Luego de avanzar con cuestiones de seguridad, eficacia y normativas del Código Alimentario, Tamara y su marido, Francisco, comenzaron a tomar lo que llamaban un “juguito de erizo”: “Él iba a bucear, traía los erizos, yo hacía los extractos. Primero tomamos nosotros y finalmente se lo dimos al nene. Y al año le sacamos los corticoides”.
“El erizo de mar con el que trabajamos tiene una característica biológica muy particular: sus huevas viven mucho más tiempo en el mar y tienen mayores chances de reproducirse. Eso le sirve biológicamente a la especie; por eso es tan abundante y se distribuye por toda la Argentina”, asegura.
“Cuando comencé mi carrera de investigadora planteé la posibilidad de generar tecnología para obtener estas moléculas, fundar una industria nueva y comenzamos a hacer lo que se llama biotecnología acuícola”, explica.
Y agrega: “Con esa idea y la tecnología, la Secretaría de Ciencia y Técnica de Chubut nos acompañó muchísimo para generar modelos de negocio, conseguir inversión del sector pesquero y realizar todo el camino regulatorio, porque no es tan fácil pasar del erizo a un producto final. Finalmente, logramos desarrollar diferentes formulaciones”.
Hoy Tamara está al frente de Promarine, “una empresa de base tecnológica del CONICET, la primera en la Patagonia, y estamos en plena expansión y crecimiento, como bien refleja el Premio al Emprendimiento Argentino 2025 que ganamos. Estamos en un punto clave para expandirnos comercial y productivamente, generar nuevos productos y seguir creciendo”.

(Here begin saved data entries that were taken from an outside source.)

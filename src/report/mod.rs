//! Report module - human-facing statistics, correlation and relationship views

pub mod correlation_table;
pub mod plots;
pub mod summary;

pub use correlation_table::*;
pub use plots::*;
pub use summary::*;
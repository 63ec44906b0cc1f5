//! listscope: Listing Export Analysis Library
//!
//! Loads a short-term rental listing export, normalizes and derives typed
//! listing fields, and reports descriptive statistics, complete-observation
//! correlations and pairwise views ahead of price modeling.

pub mod cli;
pub mod config;
pub mod error;
pub mod pipeline;
pub mod report;
pub mod utils;

pub use config::PipelineConfig;
pub use error::PipelineError;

Más de una década después de haber iniciado esta travesía, resume su día a día en Puerto Madryn, frente al mar: “Vivimos como cualquier familia. Llevamos a los chicos a la escuela, a sus actividades, vamos al trabajo. Lo que cambió es el foco, la intensidad del día a día. Yo viajo mucho, quizás demasiado. Pero sigo entre la ciencia, la generación de nuevos productos y enfocada en lo que sé hacer. Mi marido se ocupa de que todo funcione dentro de Promarine. Y después tenemos una vida familiar como cualquier matrimonio con dos hijos adolescentes varones”.